Em qualquer criança com tosse, a exposição ao fumo do tabaco e/ou a outros tóxicos pulmonares ambientais deve ser evitada.  Nas crianças com mais idade e adolescentes pode existir a influência de factores psicológicos, podendo ocorrer isoladamente (neste espectro: desde a síndroma de la Tourette até ao tique vocal) ou coexistir com outra etiologia orgânica. Em casos selecionados, pode ser necessário recorrer também a uma abordagem terapêutica e psicológica.   

Finalmente, é necessário destacar a importância da relação entre profissional e famílias. De fato, existem muitos pais de crianças com tosse com preocupações relevantes: medo que a criança tenha crise de asma, síndroma de morte súbita, que “morra” por asfixia, que fique com lesão permanente do tórax, que tenha distúrbios do sono e que se sinta desconfortável.

Associam-se a estas preocupações as informações disponíveis, principalmente na internet, muitas vezes incorretas ou interpretadas de forma errada. Fornecer aos pais a informação correta pode reduzir a sua ansiedade e a necessidade de uso indevido de medicamentos. . 

Conclusão

O tratamento da tosse em crianças deve sempre visar tratar a causa subjacente, quando identificada, sobretudo nos quadros de tosse crônica. Isso pode incluir o uso de antibióticos para infecções bacterianas e corticosteroides inalados para asma.  
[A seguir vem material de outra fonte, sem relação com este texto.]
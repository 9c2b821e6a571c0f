//! Recurring job scheduling.
//!
//! The engine never parses cron strings; callers hand a cadence to a
//! [`JobScheduler`]. [`TokioJobScheduler`] runs each job on its own tokio task:
//!
//! - Schedule: runs every `every` (and once on start unless disabled)
//! - Manual trigger: `handle.trigger()`, coalesced while a run is pending
//! - Failures: logged and retried with bounded exponential backoff; never propagate

use std::sync::Arc;
use std::time::Duration;

use async_trait::async_trait;
use tokio::sync::{mpsc, oneshot};
use tokio::task::JoinHandle;
use tokio::time::{Instant, MissedTickBehavior};
use tracing::{debug, info, warn};

#[async_trait]
pub trait RecurringJob: Send + Sync + 'static {
    fn name(&self) -> &'static str;

    async fn run(&self) -> anyhow::Result<()>;
}

/// "Run this every N" capability consumed by the worker.
pub trait JobScheduler {
    type Handle;

    fn schedule(
        &self,
        name: &'static str,
        every: Duration,
        job: Arc<dyn RecurringJob>,
    ) -> Self::Handle;
}

#[derive(Debug, Clone)]
pub struct TokioJobScheduler {
    pub max_retries: u32,
    pub base_backoff: Duration,
    pub run_on_start: bool,
}

impl Default for TokioJobScheduler {
    fn default() -> Self {
        Self {
            max_retries: 5,
            base_backoff: Duration::from_millis(250),
            run_on_start: true,
        }
    }
}

/// Handle for a scheduled job (shutdown + trigger hook).
///
/// Dropping the handle stops the job at its next wake-up.
#[derive(Debug)]
pub struct JobHandle {
    name: &'static str,
    shutdown: oneshot::Sender<()>,
    trigger: mpsc::Sender<()>,
    join: JoinHandle<()>,
}

impl JobHandle {
    pub fn name(&self) -> &'static str {
        self.name
    }

    /// Request an immediate run. A no-op if one is already pending.
    pub fn trigger(&self) {
        let _ = self.trigger.try_send(());
    }

    /// Stop the job and wait for a run in progress to finish.
    pub async fn shutdown(self) {
        let _ = self.shutdown.send(());
        if let Err(err) = self.join.await {
            warn!(job = self.name, error = %err, "job task ended abnormally");
        }
    }
}

impl JobScheduler for TokioJobScheduler {
    type Handle = JobHandle;

    fn schedule(
        &self,
        name: &'static str,
        every: Duration,
        job: Arc<dyn RecurringJob>,
    ) -> JobHandle {
        let (shutdown_tx, shutdown_rx) = oneshot::channel();
        let (trigger_tx, trigger_rx) = mpsc::channel(1);
        let join = tokio::spawn(job_loop(
            name,
            every,
            job,
            self.clone(),
            shutdown_rx,
            trigger_rx,
        ));

        JobHandle {
            name,
            shutdown: shutdown_tx,
            trigger: trigger_tx,
            join,
        }
    }
}

async fn job_loop(
    name: &'static str,
    every: Duration,
    job: Arc<dyn RecurringJob>,
    cfg: TokioJobScheduler,
    mut shutdown_rx: oneshot::Receiver<()>,
    mut trigger_rx: mpsc::Receiver<()>,
) {
    info!(job = name, every_secs = every.as_secs(), "recurring job started");

    let mut ticker = tokio::time::interval_at(Instant::now() + every, every);
    ticker.set_missed_tick_behavior(MissedTickBehavior::Delay);
    let mut pending = cfg.run_on_start;
    let mut failures: u32 = 0;

    loop {
        if !pending {
            tokio::select! {
                biased;
                _ = &mut shutdown_rx => break,
                _ = ticker.tick() => {}
                Some(()) = trigger_rx.recv() => {}
            }
        }
        pending = false;

        match job.run().await {
            Ok(()) => {
                failures = 0;
                debug!(job = name, "recurring job run finished");
            }
            Err(err) => {
                failures += 1;
                warn!(job = name, attempt = failures, error = %err, "recurring job failed");
                if failures > cfg.max_retries {
                    // Give up until the next tick.
                    failures = 0;
                    continue;
                }
                tokio::select! {
                    biased;
                    _ = &mut shutdown_rx => break,
                    _ = tokio::time::sleep(backoff(cfg.base_backoff, failures)) => pending = true,
                }
            }
        }
    }

    info!(job = name, "recurring job stopped");
}

fn backoff(base: Duration, attempt: u32) -> Duration {
    // base * 2^(attempt-1), capped at 10s.
    let pow = 1u32 << attempt.saturating_sub(1).min(10);
    let ms = base.as_millis().saturating_mul(pow as u128);
    Duration::from_millis(ms.min(10_000) as u64)
}
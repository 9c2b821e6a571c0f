//! Reservation engine: ACTIVE → CONFIRMED | RELEASED | CANCELLED | EXPIRED.
//!
//! Creating, releasing, cancelling and expiring a reservation only moves stock
//! between `available` and `committed` (no ledger entry). Confirming is the
//! physical outflow and appends a SALIDA.

use chrono::{DateTime, Duration, Utc};
use tracing::{debug, info, instrument};
use uuid::Uuid;

use stockledger_core::{InventoryError, InventoryResult, ReservationId, UserId};
use stockledger_inventory::{MovementEntry, MovementKind, Reservation, ReserveStock};

use super::{InventoryCore, apply_delta, record_movement, require_product};
use crate::store::{InventoryStore, InventoryTx};

#[derive(Debug, Clone, Copy, PartialEq, Eq)]
enum Closing {
    Release,
    Cancel,
}

impl<S: InventoryStore> InventoryCore<S> {
    /// Commit `quantity` of free stock to a future consumption.
    #[instrument(
        skip(self, cmd),
        fields(product_id = %cmd.product_id, warehouse_id = %cmd.warehouse_id, quantity = %cmd.quantity),
        err
    )]
    pub async fn reserve_stock(&self, cmd: ReserveStock) -> InventoryResult<Reservation> {
        let now = Utc::now();
        let reservation = Reservation::create(&cmd, now)?;

        let mut tx = self.store.begin().await?;
        require_product(&mut tx, reservation.product_id).await?;
        let line = apply_delta(
            &mut tx,
            &reservation.stock_key(),
            reservation.hold_delta(),
            now,
        )
        .await?;
        tx.put_reservation(&reservation).await?;
        tx.commit().await?;

        info!(
            reservation_id = %reservation.id,
            available = %line.available,
            committed = %line.committed,
            "stock reserved"
        );
        self.record_audit(
            cmd.actor,
            "RESERVATION_CREATE",
            format!(
                "reserved {} of product {} ({})",
                reservation.quantity,
                reservation.product_id,
                reservation.id
            ),
            "reservations",
        );
        Ok(reservation)
    }

    /// ACTIVE → CONFIRMED: committed stock leaves the warehouse.
    #[instrument(skip(self), fields(reservation_id = %id), err)]
    pub async fn confirm_reservation(
        &self,
        id: ReservationId,
        actor: UserId,
    ) -> InventoryResult<Reservation> {
        let now = Utc::now();
        let mut tx = self.store.begin().await?;
        let mut reservation = lock_reservation(&mut tx, id).await?;
        reservation.confirm(actor, now)?;

        let entry = MovementEntry::new(
            MovementKind::Outbound,
            reservation.stock_key(),
            reservation.quantity,
            actor,
            now,
        )
        .with_reference(reservation.movement_reference());
        record_movement(&mut tx, reservation.consume_delta(), &entry).await?;
        tx.put_reservation(&reservation).await?;
        tx.commit().await?;

        info!(movement_id = %entry.id, "reservation confirmed");
        self.record_audit(
            actor,
            "RESERVATION_CONFIRM",
            format!("confirmed reservation {id}, outflow {}", reservation.quantity),
            "reservations",
        );
        Ok(reservation)
    }

    /// ACTIVE → RELEASED: the consumer no longer needs the stock.
    pub async fn release_reservation(
        &self,
        id: ReservationId,
        actor: UserId,
        reason: impl Into<String>,
    ) -> InventoryResult<Reservation> {
        self.close_reservation(id, actor, reason.into(), Closing::Release)
            .await
    }

    /// ACTIVE → CANCELLED: the originating document was cancelled.
    pub async fn cancel_reservation(
        &self,
        id: ReservationId,
        actor: UserId,
        reason: impl Into<String>,
    ) -> InventoryResult<Reservation> {
        self.close_reservation(id, actor, reason.into(), Closing::Cancel)
            .await
    }

    #[instrument(skip(self, reason), fields(reservation_id = %id, closing = ?closing), err)]
    async fn close_reservation(
        &self,
        id: ReservationId,
        actor: UserId,
        reason: String,
        closing: Closing,
    ) -> InventoryResult<Reservation> {
        let now = Utc::now();
        let mut tx = self.store.begin().await?;
        let mut reservation = lock_reservation(&mut tx, id).await?;
        match closing {
            Closing::Release => reservation.release(actor, reason.as_str(), now)?,
            Closing::Cancel => reservation.cancel(actor, reason.as_str(), now)?,
        }
        apply_delta(&mut tx, &reservation.stock_key(), reservation.restore_delta(), now).await?;
        tx.put_reservation(&reservation).await?;
        tx.commit().await?;

        let action = match closing {
            Closing::Release => "RESERVATION_RELEASE",
            Closing::Cancel => "RESERVATION_CANCEL",
        };
        info!(state = reservation.state.as_str(), "reservation closed");
        self.record_audit(
            actor,
            action,
            format!("reservation {id} closed: {reason}"),
            "reservations",
        );
        Ok(reservation)
    }

    /// ACTIVE → EXPIRED, regardless of the deadline. System-triggered only.
    #[instrument(skip(self), fields(reservation_id = %id), err)]
    pub async fn expire_reservation(
        &self,
        id: ReservationId,
        triggered_by: UserId,
    ) -> InventoryResult<Reservation> {
        let now = Utc::now();
        let mut tx = self.store.begin().await?;
        let mut reservation = lock_reservation(&mut tx, id).await?;
        expire_locked(&mut tx, &mut reservation, triggered_by, now).await?;
        tx.commit().await?;

        self.audit_expiry(&reservation, triggered_by);
        Ok(reservation)
    }

    /// Expire `id` if it is still active and past its deadline at `now`.
    ///
    /// Re-validated under the row lock: a reservation closed since it was
    /// listed is skipped (`Ok(None)`), never transitioned twice.
    pub(crate) async fn expire_if_due(
        &self,
        id: ReservationId,
        triggered_by: UserId,
        default_ttl: Duration,
        now: DateTime<Utc>,
    ) -> InventoryResult<Option<Reservation>> {
        let mut tx = self.store.begin().await?;
        let mut reservation = lock_reservation(&mut tx, id).await?;
        if !reservation.is_expired_at(now, default_ttl) {
            debug!(reservation_id = %id, state = reservation.state.as_str(), "no longer due, skipped");
            tx.rollback().await?;
            return Ok(None);
        }
        expire_locked(&mut tx, &mut reservation, triggered_by, now).await?;
        tx.commit().await?;

        self.audit_expiry(&reservation, triggered_by);
        Ok(Some(reservation))
    }

    fn audit_expiry(&self, reservation: &Reservation, triggered_by: UserId) {
        info!(reservation_id = %reservation.id, "reservation expired");
        self.record_audit(
            triggered_by,
            "RESERVATION_EXPIRE",
            format!(
                "reservation {} expired, {} returned to available",
                reservation.id, reservation.quantity
            ),
            "reservations",
        );
    }

    /// Release every active reservation held for a sales transaction, in one
    /// transaction (all or nothing).
    #[instrument(skip(self, reason), fields(linked_transaction_id = %linked_transaction_id), err)]
    pub async fn release_reservations_for_transaction(
        &self,
        linked_transaction_id: Uuid,
        actor: UserId,
        reason: impl Into<String>,
    ) -> InventoryResult<Vec<Reservation>> {
        let reason = reason.into();
        let now = Utc::now();
        let mut tx = self.store.begin().await?;
        let ids = tx
            .active_reservations_for_transaction(linked_transaction_id)
            .await?;

        let mut released = Vec::with_capacity(ids.len());
        for id in ids {
            let mut reservation = lock_reservation(&mut tx, id).await?;
            reservation.release(actor, reason.as_str(), now)?;
            apply_delta(&mut tx, &reservation.stock_key(), reservation.restore_delta(), now)
                .await?;
            tx.put_reservation(&reservation).await?;
            released.push(reservation);
        }
        tx.commit().await?;

        if !released.is_empty() {
            info!(count = released.len(), "reservations released for transaction");
            self.record_audit(
                actor,
                "RESERVATION_RELEASE",
                format!(
                    "released {} reservation(s) of transaction {linked_transaction_id}: {reason}",
                    released.len()
                ),
                "reservations",
            );
        }
        Ok(released)
    }

    pub async fn get_reservation(&self, id: ReservationId) -> InventoryResult<Reservation> {
        let mut tx = self.store.begin().await?;
        let reservation = tx
            .reservation(id)
            .await?
            .ok_or(InventoryError::ReservationNotFound(id))?;
        tx.rollback().await?;
        Ok(reservation)
    }
}

async fn lock_reservation<T: InventoryTx>(
    tx: &mut T,
    id: ReservationId,
) -> InventoryResult<Reservation> {
    tx.lock_reservation(id)
        .await?
        .ok_or(InventoryError::ReservationNotFound(id))
}

async fn expire_locked<T: InventoryTx>(
    tx: &mut T,
    reservation: &mut Reservation,
    triggered_by: UserId,
    now: DateTime<Utc>,
) -> InventoryResult<()> {
    reservation.expire(triggered_by, now)?;
    apply_delta(tx, &reservation.stock_key(), reservation.restore_delta(), now).await?;
    tx.put_reservation(reservation).await?;
    Ok(())
}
Além do tratamento da causa subjacente, medidas adicionais podem ajudar a aliviar a tosse e melhorar o conforto da criança. Isso pode incluir a ingestão adequada de líquidos, uso de umidificadores de ar para manter o ambiente úmido, evitar fumaça de cigarro, e outros irritantes ambientais, e manter a criança em repouso adequado durante o período de recuperação.  

A tosse em crianças pode ser um sintoma preocupante para os pais, mas, na maioria dos casos, é apenas um reflexo do sistema respiratório em ação. No entanto, é importante estar atento a sinais de alerta e buscar avaliação médica especializada se a tosse persistir ou piorar, especialmente se estiver acompanhada de outros sintomas preocupante.